Pubblichiamo l’intervista di Rosa Moussaoui ad Achille Mbembe uscita su “L’Humanité” in occasione della pubblicazione del
libro Politiques de l’inimitié. La
traduzione è a cura di Lorenzo Alunni e Nicola Perugini.
L’inimicizia, nell’era del capitalismo finanziario in crisi e della guerra
contro il “terrorismo”, è divenuta la modalità dominante di relazione. Questa
la constatazione di Achille Mbembe. Lo storico e filosofo delinea qualche
preziosa via d’uscita per una politica della relazione su scala globale,
rompendo con le logiche della dominazione economica, i ritorni identitari e gli
slanci imperialisti.
Nel suo ultimo saggio, Politiche dell’inimicizia, lei dipinge
un’implacabile processo di “uscita dalla democrazia”. Tre decenni dopo la
caduta del muro di Berlino, possiamo parlare di un destino autoritario del
neoliberalismo?
Achille Mbembe: Abbiamo una visione alquanto parziale della storia della democrazia.

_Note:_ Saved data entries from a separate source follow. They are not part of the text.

//! Declarative audio graph model for echoform.
//!
//! A [`GraphSpec`] describes a sound design as data: sample assets, typed nodes
//! with parameters, directed connections, timed automation curves, auxiliary
//! buses with sends, and a master mix. Everything else in the engine (live
//! runtime graphs, offline renders, undo history) is derived from it.
//!
//! # Operations
//!
//! - [`canonicalize`]: deterministic ordering so semantically identical specs
//!   compare and serialize identically
//! - [`validate`]: fail-fast structural check returning a typed [`SpecError`]
//! - [`hash`] / [`SpecHasher`]: content hash of the canonical JSON
//! - [`GraphSpec::upstream_closure`] / [`GraphSpec::restrict_to`]: isolate the
//!   chain feeding one node
//!
//! # Example
//!
//! ```rust
//! use echoform_spec::{Asset, GraphSpec, NodeDef, canonicalize, hash, validate};
//!
//! let spec = GraphSpec::default()
//!     .with_asset(Asset::sample("loop", "loops/drums.wav"))
//!     .with_node(NodeDef::new("player", "player").with_asset("loop"))
//!     .with_node(NodeDef::new("out", "gain").with_param("gain", 0.8))
//!     .with_connection("player", "out");
//!
//! validate(&spec).unwrap();
//! assert_eq!(canonicalize(&canonicalize(&spec)), canonicalize(&spec));
//! assert_eq!(spec.sinks(), vec!["out"]);
//! println!("{}", hash(&spec));
//! ```

mod canonical;
mod error;
mod hash;
mod model;
mod persist;
pub mod registry;
mod topology;
mod validate;

pub use canonical::{canonical_bytes, canonicalize, canonicalize_in_place};
pub use error::{LoadError, SpecError, SpecErrorKind};
#[cfg(feature = "sha256")]
pub use hash::Sha256Hasher;
pub use hash::{ContentHash, RollingHasher, SpecHasher, default_hasher, hash};
pub use model::{
    Asset, AssetKind, AutomationDef, BusDef, Connection, Curve, CurveMode, CurvePoint, GraphSpec,
    MixSettings, NodeDef, ParamValue, SCHEMA_ID, SPEC_VERSION, SendDef, Trim,
};
pub use registry::{Coerced, NodeType, ParamError, ParamKind, ParamSpec};
pub use validate::validate;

Il paradosso di questa storia è che la democrazia ha due corpi. Da un lato, un
corpo diurno, quasi solare, che l’ideologia post-1990, dopo la caduta del
blocco dell’est, ha magnificato. Dall’altro lato, un corpo notturno, legato
alla separazione tra un qui e un altrove in cui ci si può permettere tutto:
saccheggiare, sfruttare, brutalizzare, uccidere, infliggere la morte in maniera
extra-giudiziaria, senza dover renderne conto a nessuno. Un altrove in cui si
può scaricare quella violenza che, se fosse esercitata all’interno, sfocerebbe
nella minaccia della guerra civile. Lo abbiamo visto durante il momento
coloniale. Lo vediamo oggi nella guerra contro il jihadismo. In questa fase
neoliberale, i due corpi della democrazia, il corpo diurno e quello notturno,
si stanno ricomponendo, in concomitanza con la scomparsa delle frontiere
oggettive tra il qui e l’altrove. Da qui derivano gli scivolamenti autoritari
ai quali assistiamo.
Il mondo è diventato piccolo. In contrasto con il mondo del periodo
coloniale, e con i mondi delle conquiste, delle “scoperte”, questo mondo ha
mostrato i suoi limiti. È un mondo finito, attraversato da vari flussi
incontrollabili, movimenti migratori, movimenti di capitale legati alla
finanziarizzazione estrema dell’economia. Senza contare tutti i flussi creati
dall’affermarsi della nuova ragione digitale e segnati dall’accelerazione della
velocità, lo sconvolgimento dei regimi temporali. Questo favorisce un groviglio
inedito tra dentro e fuori. La conseguenza è che è ormai divenuto impossibile
vivere in sicurezza qui quando si fomentano il disordine e il caos altrove. Il
caos e il disordine tornano indietro come un boomerang. Nella forma di
attentati, ma anche di rafforzamento della pulsione autoritaria tra noi stessi.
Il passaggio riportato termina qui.